Palm Beach Center for Pelvic Health: Linda A Kiley, MD
Urogynecologist located in Palm Beach Gardens, FL
The drop in estrogen that comes with menopause or even during breastfeeding after delivery causes physical and emotional changes that may have a significant impact on comfort and quality of life. Among the most bothersome problems is atrophic vaginitis, which is the lack of nourishment and hydration of the cells of the vaginal mucosa. This condition causes a progressive thinning of the vaginal and vulvar mucosa which then becomes more delicate, sensitive and more exposed to trauma.
Vaginal dryness and irritation may be a result of atrophic vaginitis, which is often not discussed because some consider it a natural consequence of menopause and postpartum. Thanks to innovative laser techniques, this problem can now be treated in a safe and painless way.
What is vaginal and vulvar atrophy?
Atrophy is a condition in which the walls of the vagina and vulva become thinner and dryer due to a decrease in estrogen. It affects around 40 percent of women, particularly after menopause, and can cause painful intercourse, vaginal dryness, burning and decreased urinary tract health resulting in pain with urinary frequency and even recurrent urinary tract infections.
What treatments are available for vaginal atrophy?
Until recently, traditional therapies for vaginal atrophy included hormonal treatment such as estrogen, an oral medication called Osphena, and a variety of vaginal moisturizers and/or lubricants.

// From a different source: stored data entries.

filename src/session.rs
//! Binds a transport to the protocol engine and exposes the caller-facing
//! command and request/reply surface.

use std::fmt::{Debug, Display, Formatter};
use std::sync::Arc;
use std::time::Duration;

use log::{trace, warn};
use parking_lot::Mutex;

use crate::errors::Error;
use crate::io::commands;
use crate::io::{
    AnalogMapping, AnalogState, BoardCapability, DigitalPortState, Dispatcher, Firmware, Framer,
    I2cReply, ListenerId, Message, MessageBody, PinModeId, PinState, ProtocolVersion,
    Subscription, SysExMessage, Transport,
};

/// A live conversation with one Firmata device over one transport.
///
/// The transport's receive thread feeds the framer; decoded messages reach
/// listeners and the reply queue through the dispatcher. Callers block on the
/// request/reply methods (bounded by the session timeout) or subscribe to the
/// event streams. Sessions are single-use: once closed, build a new one.
///
/// If the session opened the transport itself, it closes it again when
/// dropped; a transport the caller opened stays open.
pub struct Session {
    transport: Box<dyn Transport>,
    framer: Arc<Mutex<Framer>>,
    dispatcher: Dispatcher,
    timeout: Option<Duration>,
    opened_here: bool,
}

impl Session {
    /// Creates a session over `transport` with no reply timeout (waits
    /// forever).
    pub fn new<T: Transport + 'static>(transport: T) -> Self {
        Self::from_transport(Box::new(transport), None)
    }

    /// Creates a session over `transport` that bounds every reply-wait by
    /// `timeout`.
    pub fn with_timeout<T: Transport + 'static>(transport: T, timeout: Duration) -> Self {
        Self::from_transport(Box::new(transport), Some(timeout))
    }

    /// Creates a session over an already boxed transport.
    pub fn from_transport(transport: Box<dyn Transport>, timeout: Option<Duration>) -> Self {
        let dispatcher = Dispatcher::new();
        dispatcher.set_staleness(timeout);
        Self {
            transport,
            framer: Arc::new(Mutex::new(Framer::new())),
            dispatcher,
            timeout,
            opened_here: false,
        }
    }

    /// Opens the transport (unless the caller already did) and wires the
    /// receive path up.
    pub fn open(&mut self) -> Result<(), Error> {
        if !self.transport.is_open() {
            self.transport.open()?;
            self.opened_here = true;
        }
        let framer = Arc::clone(&self.framer);
        let dispatcher = self.dispatcher.clone();
        self.transport.set_listener(Some(Box::new(move |bytes| {
            let mut framer = framer.lock();
            for &byte in bytes {
                if let Some(message) = framer.push(byte) {
                    dispatcher.dispatch(message);
                }
            }
        })));
        Ok(())
    }

    /// Detaches from the transport; closes it only if this session opened
    /// it. Idempotent.
    pub fn close(&mut self) -> Result<(), Error> {
        self.transport.set_listener(None);
        if self.opened_here && self.transport.is_open() {
            self.transport.close()?;
        }
        Ok(())
    }

    /// Closes and reopens the transport, dropping queued messages and any
    /// partial frame. Pending reply-waiters run into their timeout.
    pub fn clear(&mut self) -> Result<(), Error> {
        self.transport.close()?;
        self.dispatcher.clear();
        self.framer.lock().reset();
        self.transport.open()
    }

    /// The reply-wait timeout, `None` meaning wait forever.
    pub fn timeout(&self) -> Option<Duration> {
        self.timeout
    }

    /// Changes the reply-wait timeout for subsequent requests.
    pub fn set_timeout(&mut self, timeout: Option<Duration>) {
        self.timeout = timeout;
        self.dispatcher.set_staleness(timeout);
    }

    /// The transport this session is bound to.
    pub fn transport(&self) -> &dyn Transport {
        self.transport.as_ref()
    }

    fn send(&self, bytes: Vec<u8>) -> Result<(), Error> {
        trace!("sending {:02X?}", bytes.as_slice());
        self.transport.write(&bytes)
    }

    fn wait<T>(&self, pick: impl FnMut(&Message) -> Option<T>) -> Result<T, Error> {
        self.dispatcher.wait_for(pick, self.timeout)
    }

    async fn wait_offloaded<T, F>(&self, pick: F) -> Result<T, Error>
    where
        T: Send + 'static,
        F: FnMut(&Message) -> Option<T> + Send + 'static,
    {
        let dispatcher = self.dispatcher.clone();
        let timeout = self.timeout;
        match tokio::task::spawn_blocking(move || dispatcher.wait_for(pick, timeout)).await {
            Ok(result) => result,
            Err(join_error) => Err(Error::TaskFailure {
                info: join_error.to_string(),
            }),
        }
    }

    // ########################################
    // Fire-and-forget commands

    /// Resets the board to its power-up state.
    pub fn reset(&self) -> Result<(), Error> {
        self.send(commands::system_reset())
    }

    /// Assigns a mode to a pin.
    pub fn set_pin_mode(&self, pin: u8, mode: PinModeId) -> Result<(), Error> {
        self.send(commands::set_pin_mode(pin, mode)?)
    }

    /// Sets an individual digital pin high or low.
    pub fn set_digital_pin(&self, pin: u8, level: bool) -> Result<(), Error> {
        self.send(commands::set_digital_pin_value(pin, level)?)
    }

    /// Writes an analog level (PWM, servo position, ...) to a pin.
    pub fn set_analog_pin(&self, pin: u8, level: u32) -> Result<(), Error> {
        self.send(commands::set_analog_pin_value(pin, level)?)
    }

    /// Writes a whole digital port (eight pins) at once.
    pub fn set_digital_port(&self, port: u8, bitmap: u8) -> Result<(), Error> {
        self.send(commands::set_digital_port_value(port, bitmap)?)
    }

    /// Enables or disables periodic reporting for an analog channel.
    pub fn report_analog(&self, channel: u8, enabled: bool) -> Result<(), Error> {
        self.send(commands::report_analog_channel(channel, enabled)?)
    }

    /// Enables or disables periodic reporting for a digital port.
    pub fn report_digital(&self, port: u8, enabled: bool) -> Result<(), Error> {
        self.send(commands::report_digital_port(port, enabled)?)
    }

    /// Sets how often analog and i2c values are reported (in ms).
    pub fn set_sampling_interval(&self, interval: u16) -> Result<(), Error> {
        self.send(commands::set_sampling_interval(interval)?)
    }

    /// Configures the pulse range of a servo attached to `pin`.
    pub fn configure_servo(&self, pin: u8, min_pulse: u16, max_pulse: u16) -> Result<(), Error> {
        self.send(commands::configure_servo(pin, min_pulse, max_pulse)?)
    }

    /// Sends text to the device (14-bit-packed code units).
    pub fn send_string(&self, text: &str) -> Result<(), Error> {
        self.send(commands::send_string(text)?)
    }

    /// Configures the i2c read delay (in µs).
    pub fn set_i2c_read_interval(&self, interval: u16) -> Result<(), Error> {
        self.send(commands::set_i2c_read_interval(interval)?)
    }

    /// Writes raw bytes to the i2c device at `address`.
    pub fn i2c_write(&self, address: u16, data: &[u8]) -> Result<(), Error> {
        self.send(commands::i2c_write(address, data)?)
    }

    /// Starts a continuous i2c read; replies flow to the i2c listeners and
    /// subscriptions until [`Session::i2c_stop_reading`] is called.
    pub fn i2c_read_continuous(
        &self,
        address: u16,
        register: Option<u16>,
        count: u16,
    ) -> Result<(), Error> {
        self.send(commands::i2c_read(address, register, count, true)?)
    }

    /// Stops every continuous i2c read. Firmata also specifies a per-query
    /// stop, but the reference firmware never implemented it, so only the
    /// stop-all form is exposed.
    pub fn i2c_stop_reading(&self) -> Result<(), Error> {
        self.send(commands::i2c_stop_reading())
    }

    /// Sends an arbitrary sysex payload, verbatim.
    pub fn send_sysex(&self, command: u8, payload: &[u8]) -> Result<(), Error> {
        self.send(commands::send_sysex(command, payload)?)
    }

    // ########################################
    // Request/reply

    /// Queries the protocol version and waits for the answer.
    pub fn get_protocol_version(&self) -> Result<ProtocolVersion, Error> {
        self.send(commands::query_protocol_version())?;
        self.wait(pick_protocol_version)
    }

    /// Queries the firmware name and version and waits for the answer.
    pub fn get_firmware(&self) -> Result<Firmware, Error> {
        self.send(commands::query_firmware())?;
        self.wait(pick_firmware)
    }

    /// Queries the capabilities of every pin and waits for the answer.
    pub fn get_capability(&self) -> Result<BoardCapability, Error> {
        self.send(commands::query_capabilities())?;
        self.wait(pick_capability)
    }

    /// Queries the analog channel mapping and waits for the answer.
    pub fn get_analog_mapping(&self) -> Result<AnalogMapping, Error> {
        self.send(commands::query_analog_mapping())?;
        self.wait(pick_analog_mapping)
    }

    /// Queries the current mode and value of `pin` and waits for the answer.
    pub fn get_pin_state(&self, pin: u8) -> Result<PinState, Error> {
        self.send(commands::query_pin_state(pin)?)?;
        self.wait(pick_pin_state(pin))
    }

    /// Reads `count` bytes once from the i2c device at `address` and waits
    /// for its reply.
    pub fn i2c_read_once(
        &self,
        address: u16,
        register: Option<u16>,
        count: u16,
    ) -> Result<I2cReply, Error> {
        self.send(commands::i2c_read(address, register, count, false)?)?;
        self.wait(pick_i2c_reply(address))
    }

    /// Sends a sysex command and waits for the reply carrying the same
    /// command byte.
    pub fn sysex_request(&self, command: u8, payload: &[u8]) -> Result<SysExMessage, Error> {
        self.send(commands::send_sysex(command, payload)?)?;
        self.wait(pick_sysex(command))
    }

    // ########################################
    // Request/reply, async twins (same semantics, wait offloaded)

    /// See [`Session::get_protocol_version`].
    pub async fn get_protocol_version_async(&self) -> Result<ProtocolVersion, Error> {
        self.send(commands::query_protocol_version())?;
        self.wait_offloaded(pick_protocol_version).await
    }

    /// See [`Session::get_firmware`].
    pub async fn get_firmware_async(&self) -> Result<Firmware, Error> {
        self.send(commands::query_firmware())?;
        self.wait_offloaded(pick_firmware).await
    }

    /// See [`Session::get_capability`].
    pub async fn get_capability_async(&self) -> Result<BoardCapability, Error> {
        self.send(commands::query_capabilities())?;
        self.wait_offloaded(pick_capability).await
    }

    /// See [`Session::get_analog_mapping`].
    pub async fn get_analog_mapping_async(&self) -> Result<AnalogMapping, Error> {
        self.send(commands::query_analog_mapping())?;
        self.wait_offloaded(pick_analog_mapping).await
    }

    /// See [`Session::get_pin_state`].
    pub async fn get_pin_state_async(&self, pin: u8) -> Result<PinState, Error> {
        self.send(commands::query_pin_state(pin)?)?;
        self.wait_offloaded(pick_pin_state(pin)).await
    }

    /// See [`Session::i2c_read_once`].
    pub async fn i2c_read_once_async(
        &self,
        address: u16,
        register: Option<u16>,
        count: u16,
    ) -> Result<I2cReply, Error> {
        self.send(commands::i2c_read(address, register, count, false)?)?;
        self.wait_offloaded(pick_i2c_reply(address)).await
    }

    /// See [`Session::sysex_request`].
    pub async fn sysex_request_async(
        &self,
        command: u8,
        payload: &[u8],
    ) -> Result<SysExMessage, Error> {
        self.send(commands::send_sysex(command, payload)?)?;
        self.wait_offloaded(pick_sysex(command)).await
    }

    // ########################################
    // Event listeners and subscriptions

    /// Registers a listener invoked for every decoded message.
    pub fn on_message(&self, callback: impl FnMut(&Message) + Send + 'static) -> ListenerId {
        self.dispatcher.on_message(callback)
    }

    /// Registers a listener for analog state messages.
    pub fn on_analog(&self, callback: impl FnMut(&AnalogState) + Send + 'static) -> ListenerId {
        self.dispatcher.on_analog(callback)
    }

    /// Registers a listener for digital port messages.
    pub fn on_digital(
        &self,
        callback: impl FnMut(&DigitalPortState) + Send + 'static,
    ) -> ListenerId {
        self.dispatcher.on_digital(callback)
    }

    /// Registers a listener for i2c replies.
    pub fn on_i2c(&self, callback: impl FnMut(&I2cReply) + Send + 'static) -> ListenerId {
        self.dispatcher.on_i2c(callback)
    }

    /// Unregisters a listener; unknown ids are ignored.
    pub fn unsubscribe(&self, id: ListenerId) {
        self.dispatcher.unregister(id)
    }

    /// Opens a long-lived subscription over analog state events.
    pub fn analog_events(&self) -> Subscription<AnalogState> {
        self.dispatcher.analog_events()
    }

    /// Opens a long-lived subscription over digital port events.
    pub fn digital_events(&self) -> Subscription<DigitalPortState> {
        self.dispatcher.digital_events()
    }

    /// Opens a long-lived subscription over i2c replies.
    pub fn i2c_events(&self) -> Subscription<I2cReply> {
        self.dispatcher.i2c_events()
    }
}

impl Drop for Session {
    fn drop(&mut self) {
        if let Err(e) = self.close() {
            warn!("closing session transport failed: {}", e);
        }
    }
}

impl Display for Session {
    fn fmt(&self, f: &mut Formatter<'_>) -> std::fmt::Result {
        write!(f, "Session({})", self.transport)
    }
}

impl Debug for Session {
    fn fmt(&self, f: &mut Formatter<'_>) -> std::fmt::Result {
        f.debug_struct("Session")
            .field("transport", &self.transport)
            .field("timeout", &self.timeout)
            .field("opened_here", &self.opened_here)
            .finish()
    }
}

// Predicates shared by the sync and async request/reply variants.

fn pick_protocol_version(message: &Message) -> Option<ProtocolVersion> {
    match &message.body {
        MessageBody::ProtocolVersion(version) => Some(*version),
        _ => None,
    }
}

fn pick_firmware(message: &Message) -> Option<Firmware> {
    match &message.body {
        MessageBody::Firmware(firmware) => Some(firmware.clone()),
        _ => None,
    }
}

fn pick_capability(message: &Message) -> Option<BoardCapability> {
    match &message.body {
        MessageBody::BoardCapability(capability) => Some(capability.clone()),
        _ => None,
    }
}

fn pick_analog_mapping(message: &Message) -> Option<AnalogMapping> {
    match &message.body {
        MessageBody::AnalogMapping(mapping) => Some(mapping.clone()),
        _ => None,
    }
}

fn pick_pin_state(pin: u8) -> impl FnMut(&Message) -> Option<PinState> {
    move |message| match &message.body {
        MessageBody::PinState(state) if state.pin == pin => Some(*state),
        _ => None,
    }
}

fn pick_i2c_reply(address: u16) -> impl FnMut(&Message) -> Option<I2cReply> {
    move |message| match &message.body {
        MessageBody::I2cReply(reply) if reply.address == address => Some(reply.clone()),
        _ => None,
    }
}

fn pick_sysex(command: u8) -> impl FnMut(&Message) -> Option<SysExMessage> {
    move |message| match &message.body {
        MessageBody::SysEx(sysex) if sysex.command == command => Some(sysex.clone()),
        _ => None,
    }
}
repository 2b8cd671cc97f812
#[test]
fn test_html_root_url() {
    version_sync::assert_html_root_url_updated!("src/lib.rs");
}

#[test]
fn test_readme_deps() {
    version_sync::assert_markdown_deps_updated!("README.md");
}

Many women are unwilling or unable to take hormones either because they are breast or uterine cancer survivors or because they have tried hormone therapy without success.
Fortunately, there is a new non-hormonal treatment called MonaLisa Touch™ that has been shown to be very effective in treating this problem.
What is the MonaLisa Touch™ Therapy?
MonaLisa Touch™ is a minimally-invasive treatment designed to improve the health and pliability of the vaginal mucosa (inner lining of the vagina). A specially designed CO2 fractional laser is used in an office setting to treat an atrophic or thin and sensitive vaginal wall. The laser has the unique ability to bring penetrating light (laser) energy deep into the layers of the vaginal wall in a manner that stimulates collagen and returns the vaginal tissue to the condition present prior to the changes induced by menopause or other causes.
How successful is the therapy?
Studies from Europe have demonstrated a significant improvement in the symptoms beginning as soon as a few weeks following the first treatment. A recent study performed at The Christ Hospital and Stanford University (the first US trial) confirms these findings.
How many treatments are necessary?
The recommended treatment program is three treatments, each six weeks apart. This usually allows a significant or complete relief of symptoms for approximately one year, after which another treatment session is usually required.
Is the treatment painful?
No anesthesia has been necessary for any patient prior to or during treatment. The procedure is done in a simple manner by placing a small probe in the vagina (see illustration) with minimal to no discomfort. The treatment session lasts approximately five minutes, and no post treatment pain medication is required.
Are there any post-treatment restrictions?
As mentioned, most women have minimal to no pain with the therapy, however, a few women may note some slight localized discomfort. Full activity is usually resumed within 24 to 48 hours.
Are there any side effects or complications?
Even though this therapy is relatively new to the United States, patients in Europe have experienced no long-term side effects. Also, to date no patients treated in the studies at The Christ Hospital and Stanford University have reported any serious side effects or adverse events.